The use of external calls have different types of security implications, these are low level calls that should be avoided in most cases unless absolutely required and there are no alternatives available, because these are calling out to external contracts that may be untrusted, in the context of the current applications threat model or trust model.

These external contracts could result in undefined behavior, use more gas than expected, cause re-entrances to the caller contract and might also return failures where if the return value is not checked, could result in undefined behavior as well.

A counter-intuitive aspect of these low-level calls is that if these calls are made to contract accounts that do not exist for some reason they still return true based on the design of the EVM.

This can have some serious side effects if the contract logic assumes that the external call was successful and executed the logic that it expected it to execute because it got a value of true from these primitives. The mitigation for this aspect of low level calls is to check for contract existence before these calls are made, and have the logic handle it appropriately if they do not exist.

This has resulted in some serious security vulnerabilities being reported in various high-profile smart contract projects, so something to be kept in mind when analyzing the security of smart contracts that use these low level calls.

Contract Type

Every contract that's declared is its own type and these contract types can be explicitly converted to and from address types. That is what they represent underneath. These contract types do not have any operators supported, and the only members of these types are external functions declared in the contract along with any state variables.

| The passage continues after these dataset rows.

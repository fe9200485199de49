//! Store-backed circuit breaker keyed by endpoint
//!
//! Each endpoint key has its own three-phase breaker persisted under
//! `circuit:{key}`, so a restarted worker sees the same phase as its peers.
//!
//! - **Closed**: requests flow; consecutive failures are counted and the
//!   circuit opens once they reach `failure_threshold`.
//! - **Open**: requests are rejected until `open_duration` has elapsed since
//!   the last failure. The first check after that flips the circuit to
//!   half-open and is allowed through.
//! - **HalfOpen**: up to `half_open_max_attempts` further probes are allowed.
//!   Any success closes the circuit; any failure reopens it.
//!
//! Records are written with a TTL of `open_duration + 60s` so abandoned keys
//! are reaped by the store. A few extra probes may leak through while workers
//! race on a transition; that is tolerated.

use std::fmt;
use std::sync::Arc;
use std::time::Duration;

use serde::{Deserialize, Serialize};
use tracing::{debug, info, warn};

use super::{Clock, ConfigError, ConfigResult, SystemClock};
use crate::store::keys::circuit_key;
use crate::store::{read_json, write_json, InMemoryStore, SharedStore, StoreResult};
use crate::utils::serde::duration_millis;

/// Extra lifetime given to stored records beyond the open duration
const RECORD_TTL_GRACE: Duration = Duration::from_secs(60);

/// Bound on read-modify-write retries per operation
const MAX_WRITE_ATTEMPTS: u32 = 8;

/// Circuit breaker phases
#[derive(Debug, Clone, Copy, PartialEq, Eq, Default, Serialize, Deserialize)]
#[serde(rename_all = "SCREAMING_SNAKE_CASE")]
pub enum CircuitPhase {
    #[default]
    Closed,
    Open,
    HalfOpen,
}
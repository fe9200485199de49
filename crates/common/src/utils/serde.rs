//! Serialization helpers for configuration types
//!
//! Config files and environment variables express every duration as a plain
//! integer count of milliseconds.

use std::time::Duration;

use serde::{Deserialize, Deserializer, Serializer};

/// Serde adapter for `Duration` as integer milliseconds
///
/// # Usage
/// ```rust
/// use std::time::Duration;
///
/// use postgate_common::duration_millis;
/// use serde::{Deserialize, Serialize};
///
/// #[derive(Serialize, Deserialize)]
/// struct Example {
///     #[serde(with = "duration_millis")]
///     open_duration: Duration,
/// }
/// ```
pub mod duration_millis {
    use super::*;

    type SerializeResult<S> = Result<<S as Serializer>::Ok, <S as Serializer>::Error>;

    pub fn serialize<S>(duration: &Duration, serializer: S) -> SerializeResult<S>
    where
        S: Serializer,
    {
        serializer.serialize_u64(u64::try_from(duration.as_millis()).unwrap_or(u64::MAX))
    }

    pub fn deserialize<'de, D>(deserializer: D) -> Result<Duration, D::Error>
    where
        D: Deserializer<'de>,
    {
        let millis = u64::deserialize(deserializer)?;
        Ok(Duration::from_millis(millis))
    }
}
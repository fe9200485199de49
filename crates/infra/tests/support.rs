//! Shared helpers for `postgate-infra` integration tests.

use std::collections::VecDeque;
use std::sync::atomic::{AtomicUsize, Ordering};
use std::sync::Arc;
use std::time::Duration;

use async_trait::async_trait;
use postgate_common::{
    AdaptiveRateLimiter, CircuitBreaker, CircuitBreakerConfig, InMemoryStore, MetricsCollector,
    MetricsConfig, RateLimiterConfig, SharedStore,
};
use postgate_core::ports::{
    CredentialNotifier, CredentialStore, PublishRecords, Publisher, RevocationNotice, WorkPauser,
};
use postgate_core::{JobQueue, OrchestratorConfig, PublishOrchestrator, PublishPorts};
use postgate_domain::{
    Credentials, PublishContent, PublishFailure, PublishJob, PublishReceipt, Result as DomainResult,
};
use tokio::sync::Mutex;

pub fn job(principal: &str) -> PublishJob {
    PublishJob::new(principal, "x:posts", PublishContent::new(format!("content-{principal}"), "Hi"))
}

/// Queue over a fixed list of jobs that records what the worker reports
#[derive(Default)]
pub struct MemoryQueue {
    pending: Mutex<VecDeque<PublishJob>>,
    pub completed: Mutex<Vec<String>>,
    pub rescheduled: Mutex<Vec<(PublishJob, Duration)>>,
    pub failed: Mutex<Vec<(String, String)>>,
}

impl MemoryQueue {
    pub fn with_jobs(jobs: Vec<PublishJob>) -> Self {
        Self { pending: Mutex::new(jobs.into()), ..Self::default() }
    }

    pub async fn reported(&self) -> usize {
        self.completed.lock().await.len()
            + self.rescheduled.lock().await.len()
            + self.failed.lock().await.len()
    }
}

#[async_trait]
impl JobQueue for MemoryQueue {
    async fn next_job(&self) -> DomainResult<Option<PublishJob>> {
        Ok(self.pending.lock().await.pop_front())
    }

    async fn complete(&self, job: &PublishJob, _receipt: &PublishReceipt) -> DomainResult<()> {
        self.completed.lock().await.push(job.id.clone());
        Ok(())
    }

    async fn reschedule(&self, job: PublishJob, delay: Duration) -> DomainResult<()> {
        self.rescheduled.lock().await.push((job, delay));
        Ok(())
    }

    async fn fail(&self, job: &PublishJob, reason: &str) -> DomainResult<()> {
        self.failed.lock().await.push((job.id.clone(), reason.to_string()));
        Ok(())
    }
}

/// Publisher that answers after `delay` and tracks peak concurrency
pub struct GaugedPublisher {
    delay: Duration,
    failure: Option<PublishFailure>,
    in_flight: AtomicUsize,
    pub peak: AtomicUsize,
}

impl GaugedPublisher {
    pub fn succeeding(delay: Duration) -> Self {
        Self { delay, failure: None, in_flight: AtomicUsize::new(0), peak: AtomicUsize::new(0) }
    }

    pub fn failing(failure: PublishFailure) -> Self {
        Self { failure: Some(failure), ..Self::succeeding(Duration::ZERO) }
    }
}

#[async_trait]
impl Publisher for GaugedPublisher {
    async fn publish(
        &self,
        content: &PublishContent,
        _credentials: &Credentials,
    ) -> Result<PublishReceipt, PublishFailure> {
        let now = self.in_flight.fetch_add(1, Ordering::SeqCst) + 1;
        self.peak.fetch_max(now, Ordering::SeqCst);
        tokio::time::sleep(self.delay).await;
        self.in_flight.fetch_sub(1, Ordering::SeqCst);

        match &self.failure {
            Some(failure) => Err(failure.clone()),
            None => Ok(PublishReceipt {
                id: content.content_id.clone(),
                url: format!("https://example.test/{}", content.content_id),
            }),
        }
    }
}

struct StaticCredentials;

#[async_trait]
impl CredentialStore for StaticCredentials {
    async fn credentials(&self, principal_id: &str) -> Result<Credentials, PublishFailure> {
        Ok(Credentials::new(principal_id, "token"))
    }

    async fn refresh(&self, principal_id: &str) -> Result<Credentials, PublishFailure> {
        Ok(Credentials::new(principal_id, "refreshed"))
    }
}

struct Noop;

#[async_trait]
impl WorkPauser for Noop {
    async fn pause_scheduled_work(&self, _principal_id: &str, _reason: &str) -> DomainResult<usize> {
        Ok(0)
    }
}

#[async_trait]
impl CredentialNotifier for Noop {
    async fn notify_credentials_expired(
        &self,
        _principal_id: &str,
        _notice: &RevocationNotice,
    ) -> DomainResult<()> {
        Ok(())
    }
}

#[async_trait]
impl PublishRecords for Noop {
    async fn mark_published(&self, _job: &PublishJob, _receipt: &PublishReceipt) -> DomainResult<()> {
        Ok(())
    }

    async fn mark_failed(&self, _job: &PublishJob, _reason: &str) -> DomainResult<()> {
        Ok(())
    }
}

/// Orchestrator over the system clock and an in-memory store
pub fn orchestrator(publisher: Arc<dyn Publisher>) -> Arc<PublishOrchestrator> {
    let store: Arc<dyn SharedStore> = Arc::new(InMemoryStore::new());
    let limiter_config = RateLimiterConfig::builder().jitter_percent(0.0).build().unwrap();
    let limiter = Arc::new(AdaptiveRateLimiter::new(limiter_config, Arc::clone(&store)).unwrap());
    let breaker = Arc::new(CircuitBreaker::new(CircuitBreakerConfig::default(), store).unwrap());
    let metrics = Arc::new(MetricsCollector::new(MetricsConfig::default()).unwrap());

    let noop = Arc::new(Noop);
    let ports = PublishPorts {
        publisher,
        credentials: Arc::new(StaticCredentials),
        pauser: noop.clone(),
        notifier: noop.clone(),
        records: noop,
    };
    let config = OrchestratorConfig { retry_jitter_percent: 0.0, ..OrchestratorConfig::default() };
    Arc::new(PublishOrchestrator::new(config, ports, limiter, breaker, metrics).unwrap())
}
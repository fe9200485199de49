//! Delay helpers: jitter and `Retry-After` parsing

use std::time::Duration;

use chrono::{DateTime, Utc};
use rand::Rng;

/// Minimum delay any jittered value is clamped to
pub const MIN_JITTERED_DELAY: Duration = Duration::from_millis(1_000);

/// Perturb `delay` uniformly within ±`jitter_percent` of its value, then clamp
/// to [`MIN_JITTERED_DELAY`].
///
/// `jitter_percent` is a fraction (`0.2` = ±20%). Non-positive values disable
/// the perturbation but keep the floor.
pub fn apply_jitter(delay: Duration, jitter_percent: f64) -> Duration {
    apply_jitter_with(&mut rand::thread_rng(), delay, jitter_percent)
}

/// [`apply_jitter`] with a caller-supplied random source.
pub fn apply_jitter_with<R: Rng + ?Sized>(
    rng: &mut R,
    delay: Duration,
    jitter_percent: f64,
) -> Duration {
    if jitter_percent.is_nan() || jitter_percent <= 0.0 {
        return delay.max(MIN_JITTERED_DELAY);
    }

    let delay_millis = delay.as_millis() as f64;
    let jitter_range = delay_millis * jitter_percent;
    let jitter = if jitter_range > 0.0 { rng.gen_range(-jitter_range..=jitter_range) } else { 0.0 };
    let final_millis = (delay_millis + jitter).max(0.0).round() as u64;

    Duration::from_millis(final_millis).max(MIN_JITTERED_DELAY)
}

/// Parse a `Retry-After` header into whole seconds from now.
///
/// Accepts either an integer number of seconds or an HTTP date. Dates in the
/// past and unparseable values yield 0.
pub fn parse_retry_after(value: &str) -> u64 {
    parse_retry_after_at(value, Utc::now())
}

/// [`parse_retry_after`] evaluated against an explicit `now`.
pub fn parse_retry_after_at(value: &str, now: DateTime<Utc>) -> u64 {
    let value = value.trim();
    if value.is_empty() {
        return 0;
    }

    if let Ok(seconds) = value.parse::<u64>() {
        return seconds;
    }
    if value.parse::<i64>().is_ok() {
        return 0;
    }

    match DateTime::parse_from_rfc2822(value) {
        Ok(date) => {
            let millis = date.with_timezone(&Utc).signed_duration_since(now).num_milliseconds();
            // Round up so a date 59.5s ahead is not reported as 59s.
            u64::try_from(millis).map_or(0, |ms| ms.div_ceil(1_000))
        }
        Err(_) => 0,
    }
}

#[cfg(test)]
mod tests {
    use chrono::TimeZone;
    use rand::rngs::StdRng;
    use rand::SeedableRng;

    use super::*;

    fn fixed_now() -> DateTime<Utc> {
        Utc.with_ymd_and_hms(2026, 3, 10, 12, 0, 0).unwrap()
    }

    #[test]
    fn test_jitter_stays_within_bounds() {
        let base = Duration::from_secs(10);
        for _ in 0..500 {
            let jittered = apply_jitter(base, 0.2);
            assert!(jittered >= Duration::from_secs(8), "{jittered:?} below range");
            assert!(jittered <= Duration::from_secs(12), "{jittered:?} above range");
        }
    }

    #[test]
    fn test_jitter_varies_across_calls() {
        let mut rng = StdRng::seed_from_u64(7);
        let samples: Vec<_> = (0..20)
            .map(|_| apply_jitter_with(&mut rng, Duration::from_secs(30), 0.2))
            .collect();
        assert!(samples.iter().any(|s| *s != samples[0]));
    }

    #[test]
    fn test_jitter_floor() {
        assert_eq!(apply_jitter(Duration::from_millis(100), 0.2), MIN_JITTERED_DELAY);
        assert_eq!(apply_jitter(Duration::ZERO, 0.5), MIN_JITTERED_DELAY);
    }

    #[test]
    fn test_non_positive_jitter_returns_base() {
        assert_eq!(apply_jitter(Duration::from_secs(5), 0.0), Duration::from_secs(5));
        assert_eq!(apply_jitter(Duration::from_secs(5), -1.0), Duration::from_secs(5));
        assert_eq!(apply_jitter(Duration::from_millis(10), 0.0), MIN_JITTERED_DELAY);
        assert_eq!(apply_jitter(Duration::from_secs(5), f64::NAN), Duration::from_secs(5));
    }

    #[test]
    fn test_retry_after_seconds() {
        assert_eq!(parse_retry_after_at("120", fixed_now()), 120);
        assert_eq!(parse_retry_after_at(" 0 ", fixed_now()), 0);
        assert_eq!(parse_retry_after_at("-5", fixed_now()), 0);
    }

    #[test]
    fn test_retry_after_http_date() {
        let ahead = "Tue, 10 Mar 2026 12:01:00 GMT";
        assert_eq!(parse_retry_after_at(ahead, fixed_now()), 60);

        let past = "Tue, 10 Mar 2026 11:00:00 GMT";
        assert_eq!(parse_retry_after_at(past, fixed_now()), 0);
    }

    #[test]
    fn test_retry_after_invalid() {
        assert_eq!(parse_retry_after_at("invalid", fixed_now()), 0);
        assert_eq!(parse_retry_after_at("", fixed_now()), 0);
        assert_eq!(parse_retry_after("soon"), 0);
    }
}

Solidity supports some contract related primitives that need to be understood:

• The keyword this refers to the current contract. Remember: it can be converted to an address type explicitly.

• The selfdestruct() primitive in Solidity, related to the SELFDESTRUCT instruction in the EVM. This primitive is a high level wrapper on top of that instruction, it takes in a single argument: an address type specifying the recipient.\

  This recipient will receive all the funds in the contract when it is destroyed (the Ether balance in that destroyed contract, when the execution ends). There are some specifics of selfdestruct that need to be kept in mind from a security perspective for several reasons.\

  One of them is that the recipient address specified in this primitive does not execute the receive() function when it is triggered.\

  Recall that contracts can specify a receive function that gets triggered on Ether transfers or under other conditions.\

  In the context of the selfdestruct() primitive, the recipient address happens to be a contract and it specifies a receive() function that does not get triggered when selfdestruct() happens.\

  This is critical because any logic that might be within that receive() function might have been anticipated by the developer to be triggered anytime ether is received by the contract, but selfdestruct() is an exception to that logic.\

  Also the contract gets destroyed by selfdestruct() only at the end of the transaction that has triggered this flow. What this means is that if there is any other logic after selfdestruct() that may revert for various reasons, then that revert undoes the destruction of the contract itself. So just because we see a selfdestruct() in the control flow does not mean that the contract gets destroyed, because logic after that might revert and really not result in the destruction of this contract.

Other primitives specific to the contract type supported by Solidity are beased on the type(x) instruction (where x is a contract type).

The primitives supported are type(C).name that returns a name of the contract, type(C).creationCode and type(C).runtimeCode primitives return the creation and runtime byte codes of that contract.

These are interesting details that are best examined by writing a simple contract and looking at what these primitives return.

There's also the interface id primitive (type(I).interfaceId) that returns the identifier for the interface specified. We'll take a look at the differences between interfaces and contracts later on, but these are primitives that are supported by Solidity specific to the contract or interface type.